KOMISI Pemilihan Umum (KPU) menegaskan bawa penyewaan pesawat jet saat pelaksanaan Pemilu 2024 dilakukan sebagai langkah operasional strategis dalam situasi luar biasa. Ketua KPU RI Mochammad Afifuddin mengatakan keputusan yang diambil pihaknya itu bukanlah merupakan bentuk pemborosan atau pelanggaran hukum.
Ia menjelaskan, masa kampanye Pemilu 2024 hanya berlangsung selama 75 hari. Durasi itu lebih singkat dibandingkan dengan masa kampanye Pemilu 2019 yang mencapai 263 hari. Konsekuensinya, sambung Afif, waktu pengadaan dan distribusi logistik juga sangat sempit. Padahal, KPU RI harus memantau dan memastikan kesiapan distribusi logistik ke berbagai daerah dalam waktu yang bersamaan.

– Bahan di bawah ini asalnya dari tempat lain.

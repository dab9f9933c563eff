//! Build script for freshlist.
//!
//! Copies `.env.example` into the local data directory, next to where
//! `config::load_env` looks for `.env`:
//! - Linux: `~/.local/share/freshlist/.env.example`
//! - macOS: `~/Library/Application Support/freshlist/.env.example`
//! - Windows: `%LOCALAPPDATA%/freshlist/.env.example`
//!
//! A missing template only produces a cargo warning.

use std::{env, fs, path::PathBuf};

fn main() -> Result<(), Box<dyn std::error::Error>> {
    println!("cargo:rerun-if-changed=.env.example");

    let manifest_dir = PathBuf::from(env::var("CARGO_MANIFEST_DIR")?);
    let env_example_path = manifest_dir.join(".env.example");

    let mut out_dir = dirs::data_local_dir().unwrap_or_else(|| PathBuf::from("."));
    out_dir.push("freshlist");
    fs::create_dir_all(&out_dir)?;

    if env_example_path.is_file() {
        fs::copy(&env_example_path, out_dir.join(".env.example"))?;
    } else {
        println!(
            "cargo:warning=.env.example not found at {}",
            env_example_path.display()
        );
    }

    Ok(())
}
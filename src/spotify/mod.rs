//! # Spotify Integration Module
//!
//! The capability set the fresh-playlist pipeline consumes, and its Spotify
//! Web API implementation.
//!
//! ```text
//! Pipeline (collect, filter, expand, assemble)
//!          ↓
//! MusicService trait
//!          ↓
//! SpotifyClient (reqwest, bearer token, retries)
//!          ↓
//! Spotify Web API
//! ```
//!
//! ## Modules
//!
//! - [`auth`] - OAuth 2.0 PKCE flow, code exchange and token parsing
//! - [`client`] - HTTP plumbing: timeouts, bearer auth, rate limit and
//!   gateway retries, status classification
//! - [`playlist`] - playlists, playlist tracks, current user, playlist creation
//!   and track insertion
//! - [`releases`] - artist releases and release tracks
//!
//! ## API Coverage
//!
//! - `GET /me` - current user id
//! - `GET /me/playlists` - current user's playlists
//! - `GET /playlists/{id}` - playlist name
//! - `GET /playlists/{id}/tracks` - seed tracks with their artists
//! - `GET /artists/{id}/albums` - albums and singles of an artist
//! - `GET /albums/{id}/tracks` - tracks of a release
//! - `POST /users/{user_id}/playlists` - create the target playlist
//! - `POST /playlists/{id}/tracks` - append up to 100 tracks
//!
//! Paged endpoints return a [`Page`] whose cursor is Spotify's absolute
//! `next` URL; callers treat it as opaque.

use async_trait::async_trait;

use crate::{
    error::ServiceError,
    types::{NewPlaylist, Page, PlaylistSummary, ReleaseKinds, ReleaseRef, SeedTrack, TargetPlaylist},
};

pub mod auth;
pub mod client;
pub mod playlist;
pub mod releases;

pub use client::SpotifyClient;

/// Maximum number of track ids accepted by one add-tracks call.
pub const MAX_TRACKS_PER_REQUEST: usize = 100;

/// The music service operations the pipeline needs.
///
/// Page methods take the cursor returned by the previous page (`None` for the
/// first page).
#[async_trait]
pub trait MusicService: Send + Sync {
    async fn playlist(&self, playlist_id: &str) -> Result<PlaylistSummary, ServiceError>;

    async fn playlist_tracks_page(
        &self,
        playlist_id: &str,
        cursor: Option<String>,
    ) -> Result<Page<SeedTrack>, ServiceError>;

    async fn artist_releases_page(
        &self,
        artist_id: &str,
        kinds: &ReleaseKinds,
        market: Option<&str>,
        cursor: Option<String>,
    ) -> Result<Page<ReleaseRef>, ServiceError>;

    async fn release_tracks_page(
        &self,
        release_id: &str,
        cursor: Option<String>,
    ) -> Result<Page<String>, ServiceError>;

    /// Id of the user the credential belongs to.
    async fn current_user(&self) -> Result<String, ServiceError>;

    async fn create_playlist(
        &self,
        user_id: &str,
        playlist: &NewPlaylist,
    ) -> Result<TargetPlaylist, ServiceError>;

    /// Appends tracks; `track_ids` never holds more than
    /// [`MAX_TRACKS_PER_REQUEST`] ids.
    async fn add_tracks(&self, playlist_id: &str, track_ids: &[String]) -> Result<(), ServiceError>;

    async fn current_user_playlists_page(
        &self,
        cursor: Option<String>,
    ) -> Result<Page<PlaylistSummary>, ServiceError>;
}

"Dalam situasi seperti ini, mobilitas tinggi menjadi keharusan. Moda transportasi reguler tidak mampu memenuhi kecepatan yang dibutuhkan, baik ke daerah terluar maupun ke kota-kota besar yang memiliki daftar pemilih banyak, dengan agenda padat," ujarnya lewat keterangan tertulis yang diterima Media Indonesia, Sabtu (24/5).
Pernyataan itu disampaikan Afif setelah pihaknya diadukan ke Dewan Kehormatan Penyelenggara Pemilu (DKPP) oleh koalisi masyarakat sipil yang terdiri dari Transparency International Indonesia, Themis Indonesia, dan Trend Asia pada Kamis (22/5) lalu. Koalisi meyakini ada pelanggaran kode etik atas penyewaan pesawat jet tersebut.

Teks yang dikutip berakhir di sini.